396. Une flamme imposante révèle son charme, une lame acérée brille sur le sol, mettant en valeur sa beauté juvénile !

Mise à jour : 20/10/2013 à 18h40

— Nombre de mots : 7763

Sachant qu'elle serait très occupée ces derniers temps, la Reine devait subvenir aux besoins de sa petite nièce. Aussi, ce soir-là, elle tourmenta sans relâche la Sainte du Poison jusqu'à une heure avancée de la nuit avant de finalement la relâcher, la laissant à bout de forces.

Les femmes du Royaume des Femmes possèdent ce don : celui d'exciter et d'enflammer les hommes, même épuisées et exaspérées ; leur combativité reste intacte. Surtout lorsqu'elles règnent en reines parmi les femmes.

Contemplant le Saint Poison plongé dans un profond sommeil, la Reine du Monde était emplie d'affection. Malgré la fatigue, elle était comblée de bonheur. N'ayant pas fermé l'œil de la nuit, elle débordait d'énergie.
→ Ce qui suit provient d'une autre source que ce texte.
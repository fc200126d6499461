//! Input constructor for qKnowledgeGradient
//!
//! The knowledge gradient scores a candidate by the value of the best point
//! under the fantasized model, so construction runs a nested single-point
//! optimization to seed the `current_value` baseline.

use ndarray::Array2;

use crate::bundle::InputBundle;
use crate::error::{AcqError, Result};
use crate::optimize::optimize_objective;

use super::{construct_inputs_mc_base, ConstructionArgs};

/// Inputs for qKnowledgeGradient: MC base inputs plus the fantasy count
/// (default 64) and the optimized current value.
pub fn construct_inputs_qkg(args: &ConstructionArgs<'_>) -> Result<InputBundle> {
    let mut bundle = construct_inputs_mc_base(args)?;
    let current_value = optimize_current_value(args)?;
    bundle.insert(
        "num_fantasies",
        args.options.num_fantasies.unwrap_or(64) as i64,
    );
    bundle.insert("current_value", current_value);
    Ok(bundle)
}

/// Run the nested optimization for the best value currently achievable.
pub(crate) fn optimize_current_value(args: &ConstructionArgs<'_>) -> Result<f64> {
    let objective = args
        .options
        .objective
        .as_ref()
        .ok_or(AcqError::MissingInput("objective"))?;
    let bounds = args
        .options
        .bounds
        .as_ref()
        .ok_or(AcqError::MissingInput("bounds"))?;
    let optimizer = args.optimizer.ok_or_else(|| {
        AcqError::UnsupportedConfiguration(
            "knowledge-gradient input construction requires a candidate optimizer".to_string(),
        )
    })?;

    let bounds_t = bounds_matrix(bounds);
    let config = args.options.objective_optimization_config();
    let (_, current_value) =
        optimize_objective(args.model, optimizer, objective, &bounds_t, 1, &config)?;
    Ok(current_value)
}

/// Stack per-dimension `(low, high)` pairs into a `2 x d` bounds matrix.
fn bounds_matrix(bounds: &[(f64, f64)]) -> Array2<f64> {
    let mut matrix = Array2::zeros((2, bounds.len()));
    for (j, &(low, high)) in bounds.iter().enumerate() {
        matrix[[0, j]] = low;
        matrix[[1, j]] = high;
    }
    matrix
}
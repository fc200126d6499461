//! Non-dominated partitioning setup for hypervolume improvement
//!
//! Input construction prepares the partitioning of objective space (reference
//! point, Pareto-filtered objective values, exact vs alpha-approximate
//! algorithm); the box decomposition itself belongs to the acquisition
//! function implementation.
//!
//! # References
//!
//! \[1\] Daulton et al. (2020) - Differentiable Expected Hypervolume
//! Improvement for Parallel Multi-Objective Bayesian Optimization

use ndarray::{Array1, Array2, Axis};
use serde::{Deserialize, Serialize};

use crate::error::{AcqError, Result};

/// Which box-decomposition algorithm the acquisition function should run.
#[derive(Debug, Clone, Copy, PartialEq, Serialize, Deserialize)]
pub enum PartitioningScheme {
    /// Exact decomposition of the non-dominated space.
    Exact,
    /// Approximate decomposition that drops boxes contributing less than an
    /// `alpha` fraction of the dominated hypervolume.
    Approximate { alpha: f64 },
}

/// Prepared non-dominated partitioning of the objective space.
#[derive(Debug, Clone, PartialEq, Serialize, Deserialize)]
pub struct Partitioning {
    ref_point: Array1<f64>,
    pareto_y: Array2<f64>,
    scheme: PartitioningScheme,
}

impl Partitioning {
    /// Prepare a partitioning of the space dominated by `y` (maximization
    /// convention) above `ref_point`. `alpha == 0` selects the exact
    /// algorithm, `alpha > 0` the approximate one.
    pub fn new(ref_point: Array1<f64>, y: Array2<f64>, alpha: f64) -> Result<Self> {
        if ref_point.len() != y.ncols() {
            return Err(AcqError::UnsupportedShape(format!(
                "reference point has {} entries but objectives have {} columns",
                ref_point.len(),
                y.ncols()
            )));
        }
        if alpha < 0.0 {
            return Err(AcqError::UnsupportedConfiguration(format!(
                "partitioning alpha must be non-negative, got {alpha}"
            )));
        }
        let scheme = if alpha > 0.0 {
            PartitioningScheme::Approximate { alpha }
        } else {
            PartitioningScheme::Exact
        };
        let pareto_y = pareto_front(&ref_point, &y);
        Ok(Self {
            ref_point,
            pareto_y,
            scheme,
        })
    }

    pub fn ref_point(&self) -> &Array1<f64> {
        &self.ref_point
    }

    /// Non-dominated objective values that strictly dominate the reference
    /// point. Points below the reference point contribute no hypervolume.
    pub fn pareto_y(&self) -> &Array2<f64> {
        &self.pareto_y
    }

    pub fn scheme(&self) -> PartitioningScheme {
        self.scheme
    }

    pub fn is_exact(&self) -> bool {
        matches!(self.scheme, PartitioningScheme::Exact)
    }
}

/// Default approximation threshold by objective count: exact partitioning is
/// tractable up to four objectives, beyond that the cost grows too fast.
pub fn default_partitioning_alpha(num_objectives: usize) -> f64 {
    if num_objectives <= 4 {
        0.0
    } else {
        10f64.powi(num_objectives as i32 - 8)
    }
}

/// Rows of `y` above the reference point that no other such row dominates.
fn pareto_front(ref_point: &Array1<f64>, y: &Array2<f64>) -> Array2<f64> {
    let candidates: Vec<usize> = (0..y.nrows())
        .filter(|&i| {
            y.row(i)
                .iter()
                .zip(ref_point.iter())
                .all(|(&v, &r)| v > r)
        })
        .collect();

    let kept: Vec<usize> = candidates
        .iter()
        .copied()
        .filter(|&i| {
            !candidates
                .iter()
                .any(|&j| j != i && dominates(&y.row(j).to_owned(), &y.row(i).to_owned()))
        })
        .collect();

    y.select(Axis(0), &kept)
}

/// Whether `a` weakly dominates `b` with at least one strict improvement.
fn dominates(a: &Array1<f64>, b: &Array1<f64>) -> bool {
    let mut strict = false;
    for (&va, &vb) in a.iter().zip(b.iter()) {
        if va < vb {
            return false;
        }
        if va > vb {
            strict = true;
        }
    }
    strict
}

#[cfg(test)]
mod tests {
    use super::*;
    use ndarray::{arr1, arr2};

    #[test]
    fn test_alpha_selects_scheme() {
        let ref_point = arr1(&[0.0, 0.0]);
        let y = arr2(&[[1.0, 2.0], [2.0, 1.0]]);

        let exact = Partitioning::new(ref_point.clone(), y.clone(), 0.0).expect("valid");
        assert!(exact.is_exact());

        let approx = Partitioning::new(ref_point, y, 1e-3).expect("valid");
        assert_eq!(
            approx.scheme(),
            PartitioningScheme::Approximate { alpha: 1e-3 }
        );
    }

    #[test]
    fn test_negative_alpha_rejected() {
        let result = Partitioning::new(arr1(&[0.0]), arr2(&[[1.0]]), -0.1);
        assert!(matches!(
            result,
            Err(AcqError::UnsupportedConfiguration(_))
        ));
    }

    #[test]
    fn test_width_mismatch_rejected() {
        let result = Partitioning::new(arr1(&[0.0, 0.0]), arr2(&[[1.0]]), 0.0);
        assert!(matches!(result, Err(AcqError::UnsupportedShape(_))));
    }

    #[test]
    fn test_pareto_filter_drops_dominated_and_below_ref() {
        let ref_point = arr1(&[0.0, 0.0]);
        // (1,1) is dominated by (2,2); (-1,5) is below the reference point.
        let y = arr2(&[[1.0, 1.0], [2.0, 2.0], [-1.0, 5.0], [3.0, 1.0]]);
        let part = Partitioning::new(ref_point, y, 0.0).expect("valid");
        assert_eq!(part.pareto_y(), &arr2(&[[2.0, 2.0], [3.0, 1.0]]));
    }

    #[test]
    fn test_default_alpha_thresholds() {
        assert_eq!(default_partitioning_alpha(2), 0.0);
        assert_eq!(default_partitioning_alpha(4), 0.0);
        assert!(default_partitioning_alpha(5) > 0.0);
        assert!(default_partitioning_alpha(6) > default_partitioning_alpha(5));
    }
}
Elle ordonna qu'on prépare un bain, puis lança : « Faites veiller sur le Prince Mu. Assurez-vous qu'il soit bien traité. »

Ceux qui se trouvaient en bas se mirent aussitôt à l'œuvre. Leur maître s'apprêtait à leur jouer un tour

; ce n'était pas une mince affaire. La dynastie Mu allait forcément accomplir un geste capital.

Après son bain, le roi revêtit des vêtements d'homme, toujours aussi élégant et beau. Il se retourna et embrassa la Sainte Poison avant de s'éclipser avec grâce.